== Segment start ==

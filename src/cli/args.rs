use super::output::{DisplayFields, OutputFormat};
use crate::analysis::DetectionMode;
use crate::utils::{Error, Result};
use clap::{Parser, ValueEnum};
use std::path::PathBuf;

#[derive(Debug, Clone, Copy, PartialEq, Eq, Default, ValueEnum)]
pub enum ModeArg {
    /// Silence that coincides with a fade to black
    #[default]
    Fade,
    /// Scene changes inside silence
    HardCut,
}

impl From<ModeArg> for DetectionMode {
    fn from(mode: ModeArg) -> Self {
        match mode {
            ModeArg::Fade => DetectionMode::Fade,
            ModeArg::HardCut => DetectionMode::HardCut,
        }
    }
}

#[derive(Parser, Debug)]
#[command(author, version, about)]
#[command(name = "ad-break-detector")]
#[command(about = "Finds ad insertion points where silence meets a fade to black")]
#[command(long_about = "
Finds candidate ad insertion points in video files by correlating FFmpeg's
silencedetect, blackdetect and per-frame analysis output. Periods where the
audio is silent and the picture fades to black are matched, merged and
filtered away from the start and end of the media.

EXAMPLES:
  # Detect breaks with the default profile
  ad-break-detector -i episode.mkv

  # Whole directory, four files at a time, JSON output
  ad-break-detector -i ~/Videos/Shows/ --jobs 4 --format json

  # Only midpoints, one line, for scripting
  ad-break-detector -i episode.mkv --format plain --hide-start --hide-end

  # Use chapter marks from the container to rescue weak fades
  ad-break-detector -i episode.mkv -p sensitive --container-chapters

  # Scene cuts inside silence instead of fades
  ad-break-detector -i episode.mkv --mode hard-cut

  # Reuse reports captured earlier
  ad-break-detector --silence-report s.log --black-report b.log --duration 1320.5
")]
pub struct CliArgs {
    /// Input video file or directory (can be specified multiple times)
    #[arg(short, long, value_name = "PATH", action = clap::ArgAction::Append)]
    pub input: Vec<PathBuf>,

    /// Detection profile to use (defaults to detection.default_profile from the config)
    #[arg(short, long, value_name = "PROFILE")]
    pub profile: Option<String>,

    /// Kind of insertion point to look for
    #[arg(short, long, value_enum, default_value_t = ModeArg::Fade)]
    pub mode: ModeArg,

    /// Output format
    #[arg(short, long, value_enum, default_value_t = OutputFormat::Text)]
    pub format: OutputFormat,

    /// Start of the analysed window in seconds
    #[arg(long, value_name = "SECONDS")]
    pub start: Option<f64>,

    /// End of the analysed window in seconds
    #[arg(long, value_name = "SECONDS")]
    pub end: Option<f64>,

    /// Seconds at either end of the media where breaks are ignored
    #[arg(long, value_name = "SECONDS", allow_negative_numbers = true)]
    pub edge_margin: Option<f64>,

    /// Chapter mark in seconds used to confirm weak fades (can be specified multiple times)
    #[arg(
        long,
        value_name = "SECONDS",
        action = clap::ArgAction::Append,
        allow_negative_numbers = true
    )]
    pub chapter: Vec<f64>,

    /// Read chapter marks from the container
    #[arg(long)]
    pub container_chapters: bool,

    /// Previously captured silencedetect output
    #[arg(long, value_name = "FILE")]
    pub silence_report: Option<PathBuf>,

    /// Previously captured blackdetect output
    #[arg(long, value_name = "FILE")]
    pub black_report: Option<PathBuf>,

    /// Previously captured per-frame analysis output
    #[arg(long, value_name = "FILE")]
    pub frame_report: Option<PathBuf>,

    /// Media duration in seconds, required with report files
    #[arg(long, value_name = "SECONDS")]
    pub duration: Option<f64>,

    /// Files analysed at once (0 uses all cores)
    #[arg(short, long, value_name = "N")]
    pub jobs: Option<usize>,

    /// Configuration file path
    #[arg(long, value_name = "FILE")]
    pub config: Option<PathBuf>,

    /// Enable debug logging
    #[arg(long)]
    pub debug: bool,

    /// Disable colored output
    #[arg(long)]
    pub no_color: bool,

    /// Do not print period starts
    #[arg(long)]
    pub hide_start: bool,

    /// Do not print period midpoints
    #[arg(long)]
    pub hide_midpoint: bool,

    /// Do not print period ends
    #[arg(long)]
    pub hide_end: bool,

    /// Do not print the decimal seconds block
    #[arg(long)]
    pub hide_decimal: bool,

    /// Do not print the MM:SS.mmm block
    #[arg(long)]
    pub hide_mmss: bool,

    /// List available detection profiles
    #[arg(long)]
    pub list_profiles: bool,

    /// Show detailed information about a specific profile
    #[arg(long, value_name = "PROFILE")]
    pub show_profile: Option<String>,

    /// Validate configuration file
    #[arg(long)]
    pub validate_config: bool,
}

impl CliArgs {
    pub fn get_log_level<'a>(&self, config_level: &'a str) -> &'a str {
        if self.debug {
            "debug"
        } else {
            config_level
        }
    }

    pub fn should_use_color(&self) -> bool {
        !self.no_color
    }

    pub fn is_info_command(&self) -> bool {
        self.list_profiles || self.show_profile.is_some() || self.validate_config
    }

    pub fn uses_report_files(&self) -> bool {
        self.silence_report.is_some() || self.black_report.is_some() || self.frame_report.is_some()
    }

    pub fn should_detect(&self) -> bool {
        !self.is_info_command() && (!self.input.is_empty() || self.uses_report_files())
    }

    pub fn display_fields(&self) -> DisplayFields {
        DisplayFields {
            start: !self.hide_start,
            midpoint: !self.hide_midpoint,
            end: !self.hide_end,
            decimal: !self.hide_decimal,
            mmss: !self.hide_mmss,
        }
    }

    pub fn validate(&self) -> Result<()> {
        if self.uses_report_files() {
            if !self.input.is_empty() {
                return Err(Error::validation(
                    "Report files and --input cannot be combined",
                ));
            }
            match self.duration {
                Some(duration) if duration.is_finite() && duration > 0.0 => {}
                Some(duration) => {
                    return Err(Error::validation(format!(
                        "Invalid --duration: {} (must be positive)",
                        duration
                    )))
                }
                None => {
                    return Err(Error::validation(
                        "--duration is required when reading report files",
                    ))
                }
            }
            if self.container_chapters {
                return Err(Error::validation(
                    "--container-chapters needs an input file, not report files",
                ));
            }
        } else if self.duration.is_some() {
            return Err(Error::validation(
                "--duration is only used with report files",
            ));
        }

        for input in &self.input {
            if !input.exists() {
                return Err(Error::validation(format!(
                    "Input path does not exist: {}",
                    input.display()
                )));
            }
        }

        if let Some(margin) = self.edge_margin {
            if !(margin.is_finite() && margin >= 0.0) {
                return Err(Error::validation(format!(
                    "Invalid --edge-margin: {} (must not be negative)",
                    margin
                )));
            }
        }

        if let Some(mark) = self.chapter.iter().find(|mark| !(mark.is_finite() && **mark >= 0.0)) {
            return Err(Error::validation(format!("Invalid --chapter: {}", mark)));
        }

        if self.mode == ModeArg::HardCut && self.hide_midpoint {
            return Err(Error::validation(
                "--hide-midpoint leaves nothing to print in hard-cut mode",
            ));
        }

        Ok(())
    }
}
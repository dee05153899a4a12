use crate::utils::{Error, Result};
use std::path::{Path, PathBuf};
use walkdir::WalkDir;

const VIDEO_EXTENSIONS: &[&str] = &[
    ".mkv", ".mp4", ".mov", ".m4v", ".avi", ".webm", ".ts", ".m2ts", ".mpg", ".mpeg", ".flv",
];

pub fn find_video_files<P: AsRef<Path>>(path: P) -> Result<Vec<PathBuf>> {
    let path = path.as_ref();

    if !path.exists() {
        return Err(Error::validation(format!(
            "Path does not exist: {}",
            path.display()
        )));
    }

    let mut video_files = Vec::new();

    if path.is_file() {
        if is_video_file(path) {
            video_files.push(path.to_path_buf());
        } else {
            return Err(Error::validation(format!(
                "File is not a supported video format: {}",
                path.display()
            )));
        }
    } else if path.is_dir() {
        for entry in WalkDir::new(path)
            .follow_links(false)
            .into_iter()
            .filter_map(|e| e.ok())
        {
            let path = entry.path();
            if path.is_file() && is_video_file(path) {
                video_files.push(path.to_path_buf());
            }
        }

        if video_files.is_empty() {
            return Err(Error::validation(format!(
                "No supported video files found in directory: {}",
                path.display()
            )));
        }

        video_files.sort();
    }

    Ok(video_files)
}

/// Expands every input path and drops duplicates, keeping first-seen order.
pub fn collect_inputs<P: AsRef<Path>>(paths: &[P]) -> Result<Vec<PathBuf>> {
    let mut files: Vec<PathBuf> = Vec::new();

    for path in paths {
        for file in find_video_files(path)? {
            if !files.contains(&file) {
                files.push(file);
            }
        }
    }

    Ok(files)
}

pub fn is_video_file<P: AsRef<Path>>(path: P) -> bool {
    let path = path.as_ref();

    if let Some(extension) = path.extension() {
        if let Some(ext_str) = extension.to_str() {
            let ext_lower = format!(".{}", ext_str.to_lowercase());
            return VIDEO_EXTENSIONS.contains(&ext_lower.as_str());
        }
    }

    false
}

/// Reads a captured backend report. Invalid UTF-8 is replaced rather than
/// rejected, since ffmpeg echoes container metadata verbatim.
pub fn read_report<P: AsRef<Path>>(path: P) -> Result<String> {
    let bytes = std::fs::read(path.as_ref()).map_err(|e| {
        Error::validation(format!(
            "Cannot read report {}: {}",
            path.as_ref().display(),
            e
        ))
    })?;
    Ok(String::from_utf8_lossy(&bytes).into_owned())
}

#[cfg(test)]
mod tests {
    use super::*;
    use pretty_assertions::assert_eq;
    use std::fs;
    use tempfile::tempdir;

    #[test]
    fn test_is_video_file() {
        assert!(is_video_file("test.mkv"));
        assert!(is_video_file("test.MP4"));
        assert!(is_video_file("recording.ts"));
        assert!(!is_video_file("test.txt"));
        assert!(!is_video_file("test"));
    }

    #[test]
    fn test_find_video_files_in_directory() {
        let dir = tempdir().unwrap();
        fs::create_dir(dir.path().join("season1")).unwrap();
        fs::write(dir.path().join("season1/b.mkv"), b"").unwrap();
        fs::write(dir.path().join("a.mp4"), b"").unwrap();
        fs::write(dir.path().join("notes.txt"), b"").unwrap();

        let files = find_video_files(dir.path()).unwrap();
        assert_eq!(
            files,
            vec![dir.path().join("a.mp4"), dir.path().join("season1/b.mkv")]
        );
    }

    #[test]
    fn test_find_video_files_errors() {
        let dir = tempdir().unwrap();
        assert!(find_video_files(dir.path()).is_err());
        assert!(find_video_files(dir.path().join("missing.mkv")).is_err());

        let text = dir.path().join("notes.txt");
        fs::write(&text, b"").unwrap();
        assert!(find_video_files(&text).is_err());
    }

    #[test]
    fn test_collect_inputs_dedups() {
        let dir = tempdir().unwrap();
        let file = dir.path().join("show.mkv");
        fs::write(&file, b"").unwrap();

        let files = collect_inputs(&[dir.path().to_path_buf(), file.clone()]).unwrap();
        assert_eq!(files, vec![file]);
    }

    #[test]
    fn test_read_report() {
        let dir = tempdir().unwrap();
        let report = dir.path().join("silence.log");
        fs::write(&report, b"[silencedetect @ 0x1] silence_start: 1.5\n\xff").unwrap();

        let text = read_report(&report).unwrap();
        assert!(text.starts_with("[silencedetect @ 0x1] silence_start: 1.5"));
        assert!(read_report(dir.path().join("missing.log")).is_err());
    }
}
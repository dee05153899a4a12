//! Rejection of periods too close to the start or end of the media

use tracing::debug;

use super::interval::Interval;

pub const DEFAULT_EDGE_MARGIN: f64 = 1.0;

#[derive(Debug, Clone, Copy, PartialEq)]
pub struct BoundaryFilter {
    duration: f64,
    edge_margin: f64,
}

impl BoundaryFilter {
    pub fn new(duration: f64, edge_margin: f64) -> Self {
        Self {
            duration,
            edge_margin: edge_margin.max(0.0),
        }
    }

    pub fn duration(&self) -> f64 {
        self.duration
    }

    pub fn edge_margin(&self) -> f64 {
        self.edge_margin
    }

    /// Clamps `period` to the media and keeps it only when it starts after
    /// the opening margin and ends before the closing margin.
    pub fn clamp(&self, period: &Interval) -> Option<Interval> {
        let start = period.start().max(0.0);
        let end = period.end().min(self.duration);

        if start <= self.edge_margin || end >= self.duration - self.edge_margin {
            return None;
        }

        Interval::try_new(start, end)
    }

    pub fn apply(&self, periods: &[Interval]) -> Vec<Interval> {
        let kept: Vec<Interval> = periods.iter().filter_map(|p| self.clamp(p)).collect();

        if kept.len() < periods.len() {
            debug!(
                "Dropped {} period(s) within {:.3}s of the media edges",
                periods.len() - kept.len(),
                self.edge_margin
            );
        }

        kept
    }

    /// Strict point test used for single timestamps.
    pub fn accepts_timestamp(&self, timestamp: f64) -> bool {
        timestamp > self.edge_margin && timestamp < self.duration - self.edge_margin
    }
}
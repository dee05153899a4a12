use crate::{
    cli::CliArgs,
    config::{Config, DetectionProfile, ProfileManager},
    utils::Result,
};

/// Runs the informational commands. Returns `true` when one was handled.
pub async fn handle_commands(args: &CliArgs, config: &Config) -> Result<bool> {
    if args.list_profiles {
        list_profiles(config).await?;
        return Ok(true);
    }

    if let Some(profile_name) = &args.show_profile {
        show_profile(config, profile_name).await?;
        return Ok(true);
    }

    if args.validate_config {
        validate_config(args.config.as_deref()).await?;
        return Ok(true);
    }

    Ok(false)
}

async fn list_profiles(config: &Config) -> Result<()> {
    let mut profile_manager = ProfileManager::new();
    profile_manager.load_profiles(config.profiles.clone())?;

    println!("Available detection profiles:");
    println!("{:-<80}", "");
    println!(
        "{:<14} {:<36} {:<10} {:<9} {:<8}",
        "Name", "Title", "Noise dB", "Overlap", "Frames"
    );
    println!("{:-<80}", "");

    for profile_name in profile_manager.list_profiles() {
        if let Some(profile) = profile_manager.get_profile(profile_name) {
            let marker = if profile_name == config.detection.default_profile {
                " *"
            } else {
                ""
            };
            println!(
                "{:<14} {:<36} {:<10} {:<9} {:<8}",
                format!("{}{}", profile_name, marker),
                truncate(&profile.title, 36),
                profile.backend.silence_noise_db,
                format!("{}s", profile.min_overlap),
                if profile.backend.frame_analysis { "yes" } else { "no" }
            );
        }
    }

    println!("{:-<80}", "");
    println!("* default profile");
    println!("Use '--show-profile <name>' to see detailed information about a specific profile.");

    Ok(())
}

async fn show_profile(config: &Config, name: &str) -> Result<()> {
    let mut profile_manager = ProfileManager::new();
    profile_manager.load_profiles(config.profiles.clone())?;

    if let Some(profile) = profile_manager.get_profile(name) {
        print_profile(profile);
    } else {
        println!("Profile '{}' not found.", name);
        println!();
        println!("Available profiles:");
        for profile_name in profile_manager.list_profiles() {
            println!("  - {}", profile_name);
        }
    }

    Ok(())
}

fn print_profile(profile: &DetectionProfile) {
    println!("Profile Details: {}", profile.name);
    println!("{:=<60}", "");
    println!("Title: {}", profile.title);
    println!();

    println!("Backend Filters:");
    println!("{:-<40}", "");
    println!(
        "  silencedetect: noise={}dB d={}",
        profile.backend.silence_noise_db, profile.backend.silence_detect_duration
    );
    println!(
        "  blackdetect: d={} pic_th={} pix_th={}",
        profile.backend.black_detect_duration,
        profile.backend.black_picture_threshold,
        profile.backend.black_pixel_threshold
    );
    println!(
        "  Frame analysis: {}",
        if profile.backend.frame_analysis { "enabled" } else { "disabled" }
    );
    println!();

    println!("Matching:");
    println!("{:-<40}", "");
    println!("  Minimum silence: {}s", profile.min_silence_duration);
    println!("  Minimum black: {}s", profile.min_black_duration);
    println!("  Minimum overlap: {}s", profile.min_overlap);
    println!(
        "  Close overlap: within {}s, {} bounds, frames >= {}% black",
        profile.close_overlap_tolerance,
        profile.close_overlap_policy.as_str(),
        profile.confirm_black_percentage
    );
    if profile.chapter_marks.is_empty() {
        println!("  Chapter marks: none");
    } else {
        let marks: Vec<String> = profile
            .chapter_marks
            .iter()
            .map(|mark| format!("{:.3}", mark))
            .collect();
        println!("  Chapter marks: {}", marks.join(", "));
    }
    println!(
        "  Chapter confirmation: frames >= {}% black, silence >= {}s",
        profile.chapter_confirm_black_percentage, profile.chapter_min_silence
    );
    println!();

    println!("Synthesis and Merge:");
    println!("{:-<40}", "");
    println!(
        "  Synthesized black: frames >= {}% black, at least {}s",
        profile.synth_black_percentage, profile.synth_min_duration
    );
    println!("  Frame rate: {} fps", profile.frame_rate);
    println!("  Merge gap: {}s", profile.merge_gap);
    println!("  Minimum period: {}s", profile.min_period_duration);
    println!("  Scene threshold: {}", profile.scene_threshold());
}

async fn validate_config(config_path: Option<&std::path::Path>) -> Result<()> {
    match Config::load_with_fallback(config_path) {
        Ok(config) => {
            if let Some(path) = config_path {
                println!("✓ Configuration file is valid: {}", path.display());
            } else {
                println!("✓ Configuration is valid (using discovered/default config)");
            }
            println!();

            println!("Configuration Summary:");
            println!("{:-<40}", "");
            println!("Profiles defined: {}", config.profiles.len());
            println!("Default profile: {}", config.detection.default_profile);
            println!("Edge margin: {}s", config.detection.edge_margin);
            println!(
                "Parallel jobs: {}",
                match config.detection.max_parallel_jobs {
                    0 => "auto".to_string(),
                    n => n.to_string(),
                }
            );

            let mut profile_manager = ProfileManager::new();
            match profile_manager.load_profiles(config.profiles) {
                Ok(()) => {
                    println!("✓ All profiles loaded successfully");
                }
                Err(e) => {
                    println!("✗ Profile validation failed: {}", e);
                    return Err(e);
                }
            }

            Ok(())
        }
        Err(e) => {
            println!("✗ Configuration validation failed: {}", e);
            println!();
            println!("Common issues:");
            println!("  - Check YAML syntax and indentation");
            println!("  - Verify all required profile fields are present");
            println!("  - Durations must not be negative");
            println!("  - Percentages must lie between 0 and 100");
            Err(e)
        }
    }
}

fn truncate(text: &str, width: usize) -> String {
    if text.chars().count() > width {
        let kept: String = text.chars().take(width.saturating_sub(3)).collect();
        format!("{}...", kept)
    } else {
        text.to_string()
    }
}

#[cfg(test)]
mod tests {
    use super::*;
    use pretty_assertions::assert_eq;
    use std::io::Write;
    use tempfile::NamedTempFile;

    #[tokio::test]
    async fn test_list_profiles() {
        let config = Config::default();

        // prints to stdout; only checks it does not fail
        let result = list_profiles(&config).await;
        assert!(result.is_ok());
    }

    #[tokio::test]
    async fn test_show_profile() {
        let config = Config::default();

        assert!(show_profile(&config, "sensitive").await.is_ok());

        // unknown profiles list the alternatives instead of failing
        assert!(show_profile(&config, "nonexistent").await.is_ok());
    }

    #[tokio::test]
    async fn test_validate_config() {
        let mut temp_file = NamedTempFile::new().unwrap();
        write!(temp_file, "{}", Config::default().to_yaml().unwrap()).unwrap();
        temp_file.flush().unwrap();

        assert!(validate_config(Some(temp_file.path())).await.is_ok());

        let mut broken = NamedTempFile::new().unwrap();
        writeln!(broken, "profiles: [unclosed").unwrap();
        broken.flush().unwrap();

        assert!(validate_config(Some(broken.path())).await.is_err());
    }

    #[test]
    fn test_truncate() {
        assert_eq!(truncate("short", 10), "short");
        assert_eq!(
            truncate("Sensitive fades with frame confirmation", 20),
            "Sensitive fades w..."
        );
    }
}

== Segment end ==

▶ **WHAT YOU ARE ASKED TO DO**
Using the material above, state how many lines carry the word "DetectionMode", giving the number alone.

▶ **RESPONSE TO THE EXERCISE**
4